It is important for any business owner to understand precautionary measures and follow fundamental guides to avoid bankruptcy. Here are some important things you need to keep in mind when managing your finances, whether as a start-up or a seasoned business.
What is Bankruptcy?
Bankruptcy means that a business is already insolvent or not liquid enough to pay its debts to creditors. In other words, business possessions or assets are lesser as compared to existing liabilities.
Any kind of business may suffer from this dilemma if wrong decision-making occurs. But as a business owner, there are things you can do to avoid bankruptcy.
Here are the 10 tips on how to avoid the bankruptcy of your Las Vegas Business:
1. Do not be over-optimistic
Optimism is an excellent characteristic an individual must possess. However, everything must be in moderation. Too much confidence can lead to creating unrealistic colorful expectations in your business. And you might spend a lot of expenses and assets expecting and foreseeing that it will generate a lot of revenue in the future or what we call over-extension. It is okay to be optimistic, provided that you are also realistic.

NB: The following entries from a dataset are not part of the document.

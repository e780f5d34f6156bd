//! AuthStore MongoDB Backend
//!
//! MongoDB stores for the four OAuth entity kinds plus the database
//! accessor the stores acquire their handle through.

pub mod backend;
pub mod context;
pub mod indexes;
pub mod store;

pub use backend::MongoBackend;
pub use context::{MongoContext, NO_SUITABLE_DATABASE};
pub use indexes::ensure_indexes;
pub use store::{
    MongoApplicationStore, MongoAuthorizationStore, MongoScopeStore, MongoTokenStore,
};

use mongodb::Database;
use tokio_util::sync::CancellationToken;

/// Configuration for the MongoDB stores.
#[derive(Clone)]
pub struct MongoStoreOptions {
    /// Database handle; when unset, a `mongodb::Database` registered on
    /// the [`ServiceRegistry`](authstore_resolver::ServiceRegistry) is
    /// used as a fallback.
    pub database: Option<Database>,
    pub applications_collection: String,
    pub authorizations_collection: String,
    pub scopes_collection: String,
    pub tokens_collection: String,
    /// Signal aborting database-handle acquisition, typically tied to
    /// server shutdown.
    pub cancellation: CancellationToken,
}

impl Default for MongoStoreOptions {
    fn default() -> Self {
        Self {
            database: None,
            applications_collection: "applications".to_string(),
            authorizations_collection: "authorizations".to_string(),
            scopes_collection: "scopes".to_string(),
            tokens_collection: "tokens".to_string(),
            cancellation: CancellationToken::new(),
        }
    }
}

impl MongoStoreOptions {
    pub fn new() -> Self {
        Self::default()
    }

    pub fn with_database(mut self, database: Database) -> Self {
        self.database = Some(database);
        self
    }

    pub fn with_cancellation(mut self, cancellation: CancellationToken) -> Self {
        self.cancellation = cancellation;
        self
    }

    pub fn with_collection_prefix(mut self, prefix: &str) -> Self {
        self.applications_collection = format!("{prefix}applications");
        self.authorizations_collection = format!("{prefix}authorizations");
        self.scopes_collection = format!("{prefix}scopes");
        self.tokens_collection = format!("{prefix}tokens");
        self
    }
}
//! # Database Pool Management
//!
//! Connection pool creation and configuration for SQLite.
//!
//! ## Architecture
//! ```text
//! ┌─────────────────────────────────────────────────────────────────────────┐
//! │                      Database Connection Pool                           │
//! │                                                                         │
//! │  DbConfig::new(path) ← Configure pool settings                         │
//! │       │                                                                 │
//! │       ▼                                                                 │
//! │  Database::new(config).await ← Create pool + run migrations            │
//! │       │                                                                 │
//! │       ▼                                                                 │
//! │  ┌─────────────────────────────────────────┐                           │
//! │  │            SqlitePool                    │                           │
//! │  │  ┌─────┐ ┌─────┐ ┌─────┐               │  (max_connections)        │
//! │  │  │Conn1│ │Conn2│ │Conn3│ ...           │                           │
//! │  │  └─────┘ └─────┘ └─────┘               │                           │
//! │  └─────────────────────────────────────────┘                           │
//! │       │                                                                 │
//! │       ▼                                                                 │
//! │  db.users() / db.coupons() / db.coupon_service()                       │
//! └─────────────────────────────────────────────────────────────────────────┘
//! ```
//!
//! ## SQLite Settings
//! - WAL journal: readers don't block the writer
//! - Foreign keys ON: coupons must reference an existing user

use sqlx::sqlite::{SqliteConnectOptions, SqliteJournalMode, SqlitePoolOptions, SqliteSynchronous};
use sqlx::SqlitePool;
use std::path::PathBuf;
use std::str::FromStr;
use std::time::Duration;
use tracing::{debug, info};

use crate::error::{DbError, DbResult};
use crate::migrations;
use crate::repository::coupon::CouponRepository;
use crate::repository::user::UserRepository;
use crate::service::CouponService;

// =============================================================================
// Configuration
// =============================================================================

/// Database configuration.
///
/// ## Example
/// ```rust,ignore
/// let config = DbConfig::new("/path/to/vecinal.db")
///     .max_connections(5)
///     .min_connections(1);
/// ```
#[derive(Debug, Clone)]
pub struct DbConfig {
    /// Path to the SQLite database file.
    pub database_path: PathBuf,

    /// Maximum number of connections in the pool.
    /// Default: 5
    pub max_connections: u32,

    /// Minimum number of connections to keep alive.
    /// Default: 1
    pub min_connections: u32,

    /// Connection timeout duration.
    /// Default: 30 seconds
    pub connect_timeout: Duration,

    /// Idle timeout before closing a connection.
    /// Default: 10 minutes
    pub idle_timeout: Duration,

    /// Whether to run migrations on connect.
    /// Default: true
    pub run_migrations: bool,
}

impl DbConfig {
    /// Creates a new database configuration with the given path.
    ///
    /// The file is created if it doesn't exist.
    pub fn new(path: impl Into<PathBuf>) -> Self {
        DbConfig {
            database_path: path.into(),
            max_connections: 5,
            min_connections: 1,
            connect_timeout: Duration::from_secs(30),
            idle_timeout: Duration::from_secs(600),
            run_migrations: true,
        }
    }

    /// Sets the maximum number of connections.
    pub fn max_connections(mut self, max: u32) -> Self {
        self.max_connections = max;
        self
    }

    /// Sets the minimum number of connections.
    pub fn min_connections(mut self, min: u32) -> Self {
        self.min_connections = min;
        self
    }

    /// Sets the connection timeout.
    pub fn connect_timeout(mut self, timeout: Duration) -> Self {
        self.connect_timeout = timeout;
        self
    }

    /// Sets whether to run migrations on connect.
    pub fn run_migrations(mut self, run: bool) -> Self {
        self.run_migrations = run;
        self
    }

    /// Creates an in-memory database configuration (for testing).
    ///
    /// ## Usage
    /// ```rust,ignore
    /// let db = Database::new(DbConfig::in_memory()).await?;
    /// ```
    pub fn in_memory() -> Self {
        DbConfig {
            database_path: PathBuf::from(":memory:"),
            max_connections: 1, // In-memory requires single connection
            min_connections: 1,
            connect_timeout: Duration::from_secs(5),
            idle_timeout: Duration::from_secs(60),
            run_migrations: true,
        }
    }
}

// =============================================================================
// Database
// =============================================================================

/// Main database handle providing repository and service access.
///
/// Cloning is cheap: the pool is reference counted.
#[derive(Debug, Clone)]
pub struct Database {
    pool: SqlitePool,
}

impl Database {
    /// Creates a new database connection pool.
    ///
    /// ## What This Does
    /// 1. Creates the database file if it doesn't exist
    /// 2. Enables WAL, NORMAL synchronous and foreign keys
    /// 3. Creates the connection pool
    /// 4. Runs migrations (if enabled)
    pub async fn new(config: DbConfig) -> DbResult<Self> {
        info!(
            path = %config.database_path.display(),
            "Initializing database connection"
        );

        let connect_url = format!("sqlite://{}?mode=rwc", config.database_path.display());

        let connect_options = SqliteConnectOptions::from_str(&connect_url)
            .map_err(|e| DbError::ConnectionFailed(e.to_string()))?
            .journal_mode(SqliteJournalMode::Wal)
            .synchronous(SqliteSynchronous::Normal)
            // SQLite has them disabled by default
            .foreign_keys(true)
            .create_if_missing(true);

        debug!("Connection options configured");

        let pool = SqlitePoolOptions::new()
            .max_connections(config.max_connections)
            .min_connections(config.min_connections)
            .acquire_timeout(config.connect_timeout)
            .idle_timeout(Some(config.idle_timeout))
            .connect_with(connect_options)
            .await
            .map_err(|e| DbError::ConnectionFailed(e.to_string()))?;

        info!(
            max_connections = config.max_connections,
            "Database pool created"
        );

        let db = Database { pool };

        if config.run_migrations {
            db.run_migrations().await?;
        }

        Ok(db)
    }

    /// Runs database migrations.
    ///
    /// Called by `new()` when `run_migrations` is set.
    pub async fn run_migrations(&self) -> DbResult<()> {
        info!("Running database migrations");
        migrations::run_migrations(&self.pool).await?;
        info!("Migrations complete");
        Ok(())
    }

    /// Returns a reference to the connection pool.
    pub fn pool(&self) -> &SqlitePool {
        &self.pool
    }

    /// Returns the user directory repository.
    pub fn users(&self) -> UserRepository {
        UserRepository::new(self.pool.clone())
    }

    /// Returns the coupon repository.
    pub fn coupons(&self) -> CouponRepository {
        CouponRepository::new(self.pool.clone())
    }

    /// Returns the coupon lifecycle service backed by this database.
    ///
    /// ## Example
    /// ```rust,ignore
    /// let created = db.coupon_service()
    ///     .generate_monthly(GenerationOptions::for_year(2025))
    ///     .await?;
    /// ```
    pub fn coupon_service(&self) -> CouponService<UserRepository, CouponRepository> {
        CouponService::new(self.users(), self.coupons())
    }

    /// Closes the database connection pool.
    ///
    /// All repository operations fail afterwards.
    pub async fn close(&self) {
        info!("Closing database connection pool");
        self.pool.close().await;
    }

    /// Checks if the database can execute queries.
    pub async fn health_check(&self) -> bool {
        sqlx::query("SELECT 1")
            .execute(&self.pool)
            .await
            .is_ok()
    }
}

// =============================================================================
// Unit Tests
// =============================================================================

#[cfg(test)]
mod tests {
    use super::*;

    #[tokio::test]
    async fn test_in_memory_database() {
        let db = Database::new(DbConfig::in_memory()).await.unwrap();

        assert!(db.health_check().await);

        let (total, applied) = migrations::migration_status(db.pool()).await.unwrap();
        assert_eq!(total, applied);
        assert!(total >= 1);
    }

    #[tokio::test]
    async fn test_config_builder() {
        let config = DbConfig::new("/tmp/vecinal-test.db")
            .max_connections(10)
            .min_connections(2)
            .run_migrations(false);

        assert_eq!(config.max_connections, 10);
        assert_eq!(config.min_connections, 2);
        assert!(!config.run_migrations);
    }

    #[tokio::test]
    async fn test_close() {
        let db = Database::new(DbConfig::in_memory()).await.unwrap();
        db.close().await;
        assert!(!db.health_check().await);
    }
}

2. Always have an educated guess
One of the characteristics that an entrepreneur must have is being a risk-taker. However, some risks are not worth taking because not all of these will do good for your business. Dive into the uncertainty with calculations, research, and knowledge; you must be ready with these things. It would be nice if you attend classes or seminars for financial literacy if you think you need to.
3. Have an accurate bookkeeping/accounting
Accounting is the best way to record your asset, liability, and investments. By having superb bookkeeping, your business can detect early signs of problems and financial difficulty and can address them right away. Otherwise, poor accounting can lead to wrong decision making and mismanagement. Also, this can give you a distorted view of your economic and financial standing.
4. Consider Bad Debts
In reality, not all customers are reliable. Some of them may not pay on time or may not pay at all. Always consider making a Bad Debt Account on your books. Anticipate that not all expected revenue will be at hand. By doing this, you can have reasonable and realistic handling of your business.
5. Do Strategic Planning
There are four must-have plans for your business:
This plan will give you an overview and description of your business intermediaries, how to build your brand and the process of creating value to your target market and business connections.
This plan will make you equip in every trial and problem that you will face along the way. As the clichè quote goes, “If plan A will not work, then B.” However, this plan will not limit until B. Instead, this will offer you a lot of options and “what to do’s” in every kind of problem.
This plan shall contain your corporate mission, vision, long term, and short term goals. This plan will be the Master Plan of your business. The business plan must include overviews of all your other plans. The business plan will serve as your road map to reach your goals.
All the plans mentioned will be static without this one. The financial plan will describe how financially stable you are to attain your goals. This plan states all the cost of resources, equipment, investments, and activities or events the company needs, as well as the time schedule to reach targets.
6. Put Debts on Top Priority
Before incurring or spending any additional unnecessary costs and expenses or cash flows, prioritize paying your debt first. You do not want to have a bad record of your creditors for having a lack of resources to pay your debts on time.
By paying your debt first, you will obey the basic accounting principle, which is: Asset – Liability= Capital or Equity, then you will certainly be on track.
7. Eliminate Unimportant Expenses
Eliminate equipment and supplies that are not in use. If you have something that does not give you any gains, then you may count it as a liability. Evaluate your employees if you have the right number of human resources so that you will not pay high salaries expense.
8. Invest Wisely
Do not put your eggs in one basket. Invest wisely. So not pour all your money in your business or just one investment so that if one goes wrong, you still have investments left. Investing is a gamble. Be smart enough on where to put your money. Consider having a retirement plan or retirement insurance for you to be financially secure and still be financially stable in the future with or without your business.
9. Face Business Problems
Treating business problems seriously, small or significant, is a must. You should take note that you can not underestimate minor conflicts because it might land into a serious one. Always think and deal with problems with the help of your team. Be open to all their suggested solutions.
10. Dispose of Equipment and Fixtures that do not generate revenue.
Think twice before you buy it. For example, you desire to buy a new machine because you believe that it will increase the efficiency of work, and you will regain the cost you give up to buy the device. However, that assumption may be wrong if you do not calculate accurately.